▸ WHAT IS REQUIRED: Print the line containing "repository 01079eb14e4a96c7" and every later line of the records. Keep each one exactly as given, ending with the last.

(Stored data entries)
○ ○ ○ ○

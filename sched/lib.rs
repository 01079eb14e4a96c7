// Copyright 2022 The Firefly Authors.
//
// Use of this source code is governed by a BSD 3-clause
// license that can be found in the LICENSE file.

//! Implements the kernel's thread scheduler and synchronization
//! primitives: a priority-preemptive ready queue, a tick-driven sleep
//! queue, and locks/semaphores/condition variables with priority
//! donation to avoid priority inversion.
//!
//! This crate owns no hardware; the page allocator, timer device, and
//! user-program subsystem are modelled as collaborator traits in
//! [`hooks`] so the scheduler core can be exercised without them.

#![no_std]

extern crate alloc;

pub mod config;
pub mod donation;
pub mod error;
pub mod hooks;
pub mod interrupt;
pub mod scheduler;
pub mod sleep;
pub mod sync;
pub mod thread;

pub use config::Config;
pub use error::CreateError;
pub use hooks::{Page, PageAllocator, ProcessHooks, TimerDevice};
pub use interrupt::InterruptsOff;
pub use scheduler::{ContextSwitch, NoOpContextSwitch};
pub use sync::{Condvar, Lock, Semaphore};
pub use thread::{Priority, Status, Thread, ThreadId};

○ ○ ○ ○

▸ FINISHED TASK:
repository 01079eb14e4a96c7
// Copyright 2022 The Firefly Authors.
//
// Use of this source code is governed by a BSD 3-clause
// license that can be found in the LICENSE file.

//! Implements the kernel's thread scheduler and synchronization
//! primitives: a priority-preemptive ready queue, a tick-driven sleep
//! queue, and locks/semaphores/condition variables with priority
//! donation to avoid priority inversion.
//!
//! This crate owns no hardware; the page allocator, timer device, and
//! user-program subsystem are modelled as collaborator traits in
//! [`hooks`] so the scheduler core can be exercised without them.

#![no_std]

extern crate alloc;

pub mod config;
pub mod donation;
pub mod error;
pub mod hooks;
pub mod interrupt;
pub mod scheduler;
pub mod sleep;
pub mod sync;
pub mod thread;

pub use config::Config;
pub use error::CreateError;
pub use hooks::{Page, PageAllocator, ProcessHooks, TimerDevice};
pub use interrupt::InterruptsOff;
pub use scheduler::{ContextSwitch, NoOpContextSwitch};
pub use sync::{Condvar, Lock, Semaphore};
pub use thread::{Priority, Status, Thread, ThreadId};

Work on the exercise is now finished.